Member of the Missouri Legislature from the St. Louis 5th District district
- In office 1943–1944

Personal details
- Born: Aubrey Bertrand Hamilton Jr. June 9, 1915 Missouri, US
- Died: March 10, 1972 (aged 56) St. Louis, Missouri, US
- Resting place: Valhalla Cemetery
- Party: Republican
- Education: Washington University School of Law
- Profession: Attorney

= Aubrey B. Hamilton =

American politician (1916–1972)

Aubrey Bertrand Hamilton Jr. (June 9, 1915 – March 10, 1972) was an American politician and attorney. He served in the Missouri House of Representatives for the St. Louis 5th District from 1943 to 1944. He was also a national president of Toastmasters International and Alpha Phi Omega.

== Early life ==
Hamitlon won born on June 9, 1915, in Missouri. His parents were Fredericka and Aubrey B. Hamilton. The family lived with his paternal grandmother, Mary E Hamilton, in St. Louis, Missouri, as early as 1920. His mother died in January 1930, followed by his father in November 1938.

In January 1933, Hamilton graduated from Beaumont High School in St. Louis. He then attended Washington University in St. Louis, where he was a member of Alpha Phi Omega. Hamilton was a graduate of Washington University School of Law. He passed The Missouri Bar in September 1939.

== Career ==
Hamilton established a law practice in St. Louis, Missouri. He was a member of Hamilton & Armstrong law firm at the time of his death. He was chair of the Grievance Committee and served on the Lawyer's Reference Committee of the St. Louis Bar Association.

Hamilton was elected to the Missouri House of Representatives for the St. Louis 5th District in 1942. He served one term, from 1943 to 1944. He was a Republican. While in the legislature, he served on the Legislative Committee of the Missouri Municipal League and the Legislative Legal Research Committee. He unsuccessfully ran for reelection in 1944.

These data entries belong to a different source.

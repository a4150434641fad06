//! Backdrop builder and runner

use std::path::Path;

use log::info;

use crate::canvas::PixelCanvas;
use crate::config::BackdropConfig;
use crate::driver::AnimationDriver;
use crate::error::BackdropError;
use crate::host::HeadlessHost;

/// A neural backdrop builder.
///
/// Use method chaining to configure, then call `.run()` to open a window or
/// `.snapshot()` to render offscreen.
#[derive(Clone, Debug, Default)]
pub struct Backdrop {
    config: BackdropConfig,
}

impl Backdrop {
    /// Create a backdrop with default settings.
    pub fn new() -> Self {
        Self::default()
    }

    /// Replace the whole configuration.
    pub fn with_config(mut self, config: BackdropConfig) -> Self {
        self.config = config;
        self
    }

    /// Fix the RNG seed for a reproducible layout.
    pub fn with_seed(mut self, seed: u64) -> Self {
        self.config.seed = Some(seed);
        self
    }

    /// Set the window (or snapshot) size in pixels.
    pub fn with_size(mut self, width: u32, height: u32) -> Self {
        self.config.window.width = width;
        self.config.window.height = height;
        self
    }

    pub fn with_title(mut self, title: impl Into<String>) -> Self {
        self.config.window.title = title.into();
        self
    }

    pub fn config(&self) -> &BackdropConfig {
        &self.config
    }

    /// Open a window and animate until it is closed.
    pub fn run(self) -> Result<(), BackdropError> {
        crate::window::run(self.config)
    }

    /// Render `frames` frames offscreen and save the last one as a PNG.
    ///
    /// At least one frame is always painted.
    pub fn snapshot(self, path: impl AsRef<Path>, frames: usize) -> Result<(), BackdropError> {
        let path = path.as_ref();
        let (width, height) = (self.config.window.width, self.config.window.height);

        let mut driver = AnimationDriver::new(self.config)?;
        let mut host = HeadlessHost::new(PixelCanvas::new(width, height));

        driver.mount(&mut host);
        let ran = host.run(&mut driver, frames.max(1));
        driver.unmount(&mut host);

        if let Some(parent) = path.parent().filter(|p| !p.as_os_str().is_empty()) {
            std::fs::create_dir_all(parent)?;
        }
        if let Some(canvas) = host.surface() {
            canvas.save_png(path)?;
        }
        info!("wrote {}x{} snapshot after {} frames to {}", width, height, ran, path.display());
        Ok(())
    }
}
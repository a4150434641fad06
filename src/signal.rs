//! Environment signals and listener bookkeeping.
//!
//! Hosts turn platform events into [`Signal`]s. A signal only reaches the
//! driver while a listener for its kind is registered, so teardown is just
//! removing the listeners.

/// An event from the environment.
#[derive(Clone, Copy, Debug, PartialEq)]
pub enum Signal {
    /// The viewport changed size, in physical pixels.
    Resize { width: u32, height: u32 },
    /// The pointer moved, in physical pixels from the top-left corner.
    PointerMove { x: f32, y: f32 },
}

impl Signal {
    pub fn kind(&self) -> SignalKind {
        match self {
            Signal::Resize { .. } => SignalKind::Resize,
            Signal::PointerMove { .. } => SignalKind::PointerMove,
        }
    }
}

#[derive(Clone, Copy, Debug, PartialEq, Eq, Hash)]
pub enum SignalKind {
    Resize,
    PointerMove,
}

/// Handle for a registered listener.
#[derive(Clone, Copy, Debug, PartialEq, Eq, Hash)]
pub struct ListenerId(u64);

/// Registered listeners of a host.
#[derive(Debug, Default)]
pub struct Listeners {
    next_id: u64,
    entries: Vec<(ListenerId, SignalKind)>,
}

impl Listeners {
    pub fn new() -> Self {
        Self::default()
    }

    pub fn add(&mut self, kind: SignalKind) -> ListenerId {
        let id = ListenerId(self.next_id);
        self.next_id += 1;
        self.entries.push((id, kind));
        id
    }

    /// Returns `false` if `id` was not registered.
    pub fn remove(&mut self, id: ListenerId) -> bool {
        let before = self.entries.len();
        self.entries.retain(|(entry, _)| *entry != id);
        self.entries.len() != before
    }

    pub fn is_listening(&self, kind: SignalKind) -> bool {
        self.entries.iter().any(|(_, k)| *k == kind)
    }

    pub fn len(&self) -> usize {
        self.entries.len()
    }

    pub fn is_empty(&self) -> bool {
        self.entries.is_empty()
    }
}

#[cfg(test)]
mod tests {
    use super::*;

    #[test]
    fn test_add_and_remove() {
        let mut listeners = Listeners::new();
        let resize = listeners.add(SignalKind::Resize);
        let pointer = listeners.add(SignalKind::PointerMove);

        assert_eq!(listeners.len(), 2);
        assert!(listeners.is_listening(SignalKind::Resize));

        assert!(listeners.remove(resize));
        assert!(!listeners.remove(resize));
        assert!(!listeners.is_listening(SignalKind::Resize));
        assert!(listeners.is_listening(SignalKind::PointerMove));

        listeners.remove(pointer);
        assert!(listeners.is_empty());
    }

    #[test]
    fn test_signal_kind() {
        assert_eq!(Signal::Resize { width: 1, height: 1 }.kind(), SignalKind::Resize);
        assert_eq!(Signal::PointerMove { x: 0.0, y: 0.0 }.kind(), SignalKind::PointerMove);
    }
}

Starting in 1945, Hamilton was an associate city counselor in St. Louis, a position he kept until he died. In August 1960, he was admitted to the Bar of the Supreme Court of the United States.

== Honors ==
Hamilton received a citation and bronze medallion from Bishop George L. Cadigan of the Episcopal Diocese of Missouri in 1966. In 1972, Hamilton received the National Distinguished Alumni Award from Alpha Phi Omega.

== Personal life ==
Hamilton married Rosemary B. Crocker of St. Louis in 1941. They had four daughters: Mary Ellen Hamilton, Jean Constance Hamilton, Nancy Elizabeth Hamilton, and Joyce Ann Hamilton. They lived at 6105 Lindell Boulevard in St. Louis.

Hamilton was the founder of the St. Louis chapter of Toastmasters International. He was the national secretary, second vice president, first vice president, and president of Toastmasters International; in this capacity, he traveled across the United States and abroad to visit chapters. He was also the national president of Alpha Phi Omega passing away during his secon term. having served previously as national vice president and national legal counsel. Hamilton was chairman of the St. Louis Department of Welfare's Children's Services Advisory Board, from 1961 until he died. He was also vice president of the Child Welfare League of America. He was a member of the vestry of St. Mark Episcopal Church in St. Louis and was a volunteer with the Boy Scouts of America.

Hamilton died on March 10, 1972, at Barnes Hospital at the age of 56. He was buried in Valhalla Cemetery in Midland, Missouri.